Stop hiding away, Grayson. Step out into the light and become the man you were born to be.
Anton.
I didn’t like how those words made me feel. I looked up and watched the waitress replace my empty beer with another, and I was thankful for it. I was ready to drown those words out of my mind and keep on trucking. I wasn’t isolated. I got out plenty. The problem with wealth, however, is that I never knew who was getting close to me for my money and who was getting close to me because of, well, me.
Surely Anton understood that. Which was why he’d hid his millions away in the first place.
I chugged back my second beer. I needed to relax. To get my mind off this agonizing
trip. My heart hurt. My soul hurt. My mind kept spinning. I needed to get out of this town. It was making me think too much about my past. My success was in the future. Not back here. I needed to wrap this shit up and keep pressing on. Just like I’d always done with my life.

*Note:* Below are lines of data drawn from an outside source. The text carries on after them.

//! Canonical text forms for scalars.
//!
//! These are shared by rendering, by [`Property::as_string_array`](crate::Property::as_string_array)
//! and by the decoder when a scalar arrives as bare text.

use crate::error::PropertyError;
use crate::kind::PropertyType;
use chrono::{DateTime, FixedOffset, TimeDelta, Timelike, Utc};
use rust_decimal::{Decimal, RoundingStrategy};
use std::str::FromStr;

/// Fractional digits used for floats and decimals.
pub const DECIMAL_PLACES: u32 = 6;

const NANOS_PER_MICRO: u128 = 1_000;
const NANOS_PER_MILLI: u128 = 1_000_000;
const NANOS_PER_SEC: u128 = 1_000_000_000;
const NANOS_PER_MINUTE: u128 = 60 * NANOS_PER_SEC;
const NANOS_PER_HOUR: u128 = 60 * NANOS_PER_MINUTE;

/// The Unix epoch in UTC, used when an instant is absent.
pub fn epoch() -> DateTime<FixedOffset> {
    DateTime::<Utc>::UNIX_EPOCH.fixed_offset()
}

/// RFC-3339 with up to nine fractional digits, trailing zeros trimmed.
pub fn format_datetime(dt: &DateTime<FixedOffset>) -> String {
    let mut out = dt.format("%Y-%m-%dT%H:%M:%S").to_string();
    let nanos = dt.nanosecond() % 1_000_000_000;
    if nanos != 0 {
        let digits = format!("{nanos:09}");
        out.push('.');
        out.push_str(digits.trim_end_matches('0'));
    }
    if dt.offset().local_minus_utc() == 0 {
        out.push('Z');
    } else {
        out.push_str(&dt.format("%:z").to_string());
    }
    out
}

/// Parse any RFC-3339 instant, keeping its offset.
pub fn parse_datetime(s: &str) -> Result<DateTime<FixedOffset>, PropertyError> {
    DateTime::parse_from_rfc3339(s).map_err(|e| PropertyError::parse(PropertyType::DateTime, s, e))
}

fn total_nanos(d: TimeDelta) -> i128 {
    i128::from(d.num_seconds()) * NANOS_PER_SEC as i128 + i128::from(d.subsec_nanos())
}

/// Short span form: `1h0m0s`, `1.5s`, `250ms`, `0s`.
pub fn format_duration(d: TimeDelta) -> String {
    let total = total_nanos(d);
    if total == 0 {
        return "0s".to_owned();
    }
    let mut out = String::new();
    if total < 0 {
        out.push('-');
    }
    let u = total.unsigned_abs();

    if u < NANOS_PER_SEC {
        let (scale, unit) = if u < NANOS_PER_MICRO {
            (1, "ns")
        } else if u < NANOS_PER_MILLI {
            (NANOS_PER_MICRO, "µs")
        } else {
            (NANOS_PER_MILLI, "ms")
        };
        out.push_str(&(u / scale).to_string());
        out.push_str(&fraction(u % scale, scale));
        out.push_str(unit);
        return out;
    }

    let secs = u / NANOS_PER_SEC;
    if u >= NANOS_PER_HOUR {
        out.push_str(&format!("{}h", secs / 3600));
    }
    if u >= NANOS_PER_MINUTE {
        out.push_str(&format!("{}m", (secs / 60) % 60));
    }
    out.push_str(&(secs % 60).to_string());
    out.push_str(&fraction(u % NANOS_PER_SEC, NANOS_PER_SEC));
    out.push('s');
    out
}

// `.5` for 500 of 1000; empty when there is no remainder.
fn fraction(rem: u128, scale: u128) -> String {
    if rem == 0 {
        return String::new();
    }
    let width = scale.ilog10() as usize;
    let digits = format!("{rem:0width$}");
    format!(".{}", digits.trim_end_matches('0'))
}

/// Parse the short span form, e.g. `-1h30m`, `1.5s`, `300ms`, `0`.
pub fn parse_duration(input: &str) -> Result<TimeDelta, PropertyError> {
    let fail = |message: &str| PropertyError::parse(PropertyType::Duration, input, message);

    let (negative, mut rest) = match input.as_bytes().first() {
        Some(b'-') => (true, &input[1..]),
        Some(b'+') => (false, &input[1..]),
        _ => (false, input),
    };
    if rest == "0" {
        return Ok(TimeDelta::zero());
    }
    if rest.is_empty() {
        return Err(fail("invalid duration"));
    }

    let mut total: u128 = 0;
    while !rest.is_empty() {
        let int_len = rest.bytes().take_while(u8::is_ascii_digit).count();
        let (whole, tail) = rest.split_at(int_len);
        rest = tail;

        let mut frac = "";
        if let Some(tail) = rest.strip_prefix('.') {
            let frac_len = tail.bytes().take_while(u8::is_ascii_digit).count();
            frac = &tail[..frac_len];
            rest = &tail[frac_len..];
        }
        if whole.is_empty() && frac.is_empty() {
            return Err(fail("invalid duration"));
        }

        let unit_len = rest
            .find(|c: char| c == '.' || c.is_ascii_digit())
            .unwrap_or(rest.len());
        let (unit, tail) = rest.split_at(unit_len);
        rest = tail;
        let scale = match unit {
            "ns" => 1,
            "us" | "µs" | "μs" => NANOS_PER_MICRO,
            "ms" => NANOS_PER_MILLI,
            "s" => NANOS_PER_SEC,
            "m" => NANOS_PER_MINUTE,
            "h" => NANOS_PER_HOUR,
            "" => return Err(fail("missing unit in duration")),
            _ => return Err(fail("unknown unit in duration")),
        };

        let whole: u128 = if whole.is_empty() {
            0
        } else {
            whole.parse().map_err(|_| fail("invalid duration"))?
        };
        let mut nanos = whole
            .checked_mul(scale)
            .ok_or_else(|| fail("invalid duration"))?;
        if !frac.is_empty() {
            // Beyond 18 digits nothing survives the nanosecond resolution.
            let frac = &frac[..frac.len().min(18)];
            let numerator: u128 = frac.parse().map_err(|_| fail("invalid duration"))?;
            nanos += numerator * scale / 10u128.pow(frac.len() as u32);
        }
        total = total
            .checked_add(nanos)
            .filter(|t| *t <= i64::MAX as u128 + u128::from(negative))
            .ok_or_else(|| fail("invalid duration"))?;
    }

    let signed = if negative {
        -(total as i128)
    } else {
        total as i128
    };
    i64::try_from(signed)
        .map(TimeDelta::nanoseconds)
        .map_err(|_| fail("invalid duration"))
}

/// Accepts `1 t T TRUE true True 0 f F FALSE false False`.
pub fn parse_bool(s: &str) -> Result<bool, PropertyError> {
    match s {
        "1" | "t" | "T" | "TRUE" | "true" | "True" => Ok(true),
        "0" | "f" | "F" | "FALSE" | "false" | "False" => Ok(false),
        _ => Err(PropertyError::parse(PropertyType::Bool, s, "invalid syntax")),
    }
}

/// Six fractional digits, rounding half away from zero.
pub fn format_decimal(d: &Decimal) -> String {
    let mut rounded =
        d.round_dp_with_strategy(DECIMAL_PLACES, RoundingStrategy::MidpointAwayFromZero);
    if rounded.is_zero() {
        rounded.set_sign_positive(true);
    }
    format!("{rounded:.6}")
}

/// Plain (`12.5`) or scientific (`1.25e1`) decimal text.
pub fn parse_decimal(s: &str) -> Result<Decimal, PropertyError> {
    Decimal::from_str(s)
        .or_else(|e| {
            if s.contains(['e', 'E']) {
                Decimal::from_scientific(s)
            } else {
                Err(e)
            }
        })
        .map_err(|e| PropertyError::parse(PropertyType::Decimal, s, e))
}

/// Six fractional digits.
pub fn format_float(v: f64) -> String {
    format!("{v:.6}")
}

#[cfg(test)]
mod tests {
    use super::*;
    use chrono::TimeZone;

    #[test]
    fn duration_short_form() {
        let cases = [
            (TimeDelta::zero(), "0s"),
            (TimeDelta::nanoseconds(1), "1ns"),
            (TimeDelta::nanoseconds(1_100), "1.1µs"),
            (TimeDelta::milliseconds(250), "250ms"),
            (TimeDelta::milliseconds(1_500), "1.5s"),
            (TimeDelta::minutes(1), "1m0s"),
            (TimeDelta::hours(1), "1h0m0s"),
            (TimeDelta::seconds(3_723), "1h2m3s"),
            (TimeDelta::seconds(-90), "-1m30s"),
            (TimeDelta::hours(50), "50h0m0s"),
        ];
        for (d, want) in cases {
            assert_eq!(format_duration(d), want);
        }
    }

    #[test]
    fn duration_parses_its_own_output() {
        for nanos in [0i64, 1, 999, 1_500, 2_000_000, 61_000_000_000, -3_600_000_000_001] {
            let d = TimeDelta::nanoseconds(nanos);
            assert_eq!(parse_duration(&format_duration(d)).unwrap(), d);
        }
    }

    #[test]
    fn duration_parse_forms() {
        assert_eq!(parse_duration("1h30m").unwrap(), TimeDelta::minutes(90));
        assert_eq!(parse_duration("+5s").unwrap(), TimeDelta::seconds(5));
        assert_eq!(parse_duration("1.5h").unwrap(), TimeDelta::minutes(90));
        assert_eq!(parse_duration(".5s").unwrap(), TimeDelta::milliseconds(500));
        assert_eq!(parse_duration("3us").unwrap(), TimeDelta::microseconds(3));
        assert_eq!(parse_duration("-0").unwrap(), TimeDelta::zero());
    }

    #[test]
    fn duration_parse_rejects_garbage() {
        for bad in ["", "-", "1", "1x", "s", "1h.m", "9999999999999h"] {
            assert!(
                matches!(parse_duration(bad), Err(PropertyError::Parse { .. })),
                "{bad:?} should fail"
            );
        }
    }

    #[test]
    fn datetime_trims_fraction_and_keeps_offset() {
        let utc = FixedOffset::east_opt(0).unwrap();
        let dt = utc.with_ymd_and_hms(2021, 3, 4, 5, 6, 7).unwrap();
        assert_eq!(format_datetime(&dt), "2021-03-04T05:06:07Z");

        let dt = dt + TimeDelta::milliseconds(500);
        assert_eq!(format_datetime(&dt), "2021-03-04T05:06:07.5Z");

        let plus2 = FixedOffset::east_opt(2 * 3600).unwrap();
        let dt = plus2.with_ymd_and_hms(2021, 3, 4, 5, 6, 7).unwrap() + TimeDelta::nanoseconds(1);
        let text = format_datetime(&dt);
        assert_eq!(text, "2021-03-04T05:06:07.000000001+02:00");
        let back = parse_datetime(&text).unwrap();
        assert_eq!(back, dt);
        assert_eq!(back.offset(), dt.offset());
    }

    #[test]
    fn epoch_renders_as_utc() {
        assert_eq!(format_datetime(&epoch()), "1970-01-01T00:00:00Z");
    }

    #[test]
    fn bools() {
        assert!(parse_bool("T").unwrap());
        assert!(!parse_bool("False").unwrap());
        assert!(parse_bool("yes").is_err());
    }

    #[test]
    fn decimals_round_half_away_from_zero() {
        assert_eq!(format_decimal(&Decimal::new(125, 1)), "12.500000");
        assert_eq!(format_decimal(&Decimal::new(-10_000_005, 7)), "-1.000001");
        assert_eq!(format_decimal(&Decimal::new(-1, 8)), "0.000000");
        assert_eq!(parse_decimal("1.25e1").unwrap(), Decimal::new(125, 1));
        assert!(parse_decimal("twelve").is_err());
    }
}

Then, a familiar face walked into the bar.
“Gray? Is that you?”
Holy shit. It was Andy Prentice.
That asshole had been my closest comrade in high school. We’d gotten into more than our fair share of trouble, what with drinking at this same bar and running the streets at night after football games. Pulling the best ‘April Fool’ pranks on anyone that crossed our paths. He looked a hell of a lot different, though.
His hair was longer. Not the buzz cut I remembered from high school. Dark blonde and wavy. All the way down to his fucking shoulders. He still had that dangerous brown stare, though. That stare had shocked more than his fair share of teachers into their place. I stood and clapped his back, grinning at all of the great memories bombarding my mind.
“What the hell are you doing in this shithole?” Andy asked.
“I could ask you the same thing,” I said.
“Ah, the oil fields in North Dakota were good to me for a while. But they started laying people off, so I gravitated back towards my roots a few months ago.”
“Sounds like a shitty thing to do,” I said. “Why come back here?”
“I don’t know. It’s familiar. Home. It’s shitty, but its home. Why the hell are you back here?”
He held up his hand and the waitress soon appeared at our side with a beer he chugged back in seconds. Then he handed it off to her and she went to get him another one. It was the motion of someone who was here often. And who frequented a bar more than someone ought to.
I narrowed my eyes at my old friend and watched him prop his feet up on the table.
“I’m here settling Anton’s estate,” I said.
“Yeah, I heard about that old man passing away. Sucks. He still got that massive house on the hill up there?”
“He does,” I said.
“Nice house. I always thought that old man was hiding a secret from everyone. No one makes that kind of money in this town. Not the kind of money he had.”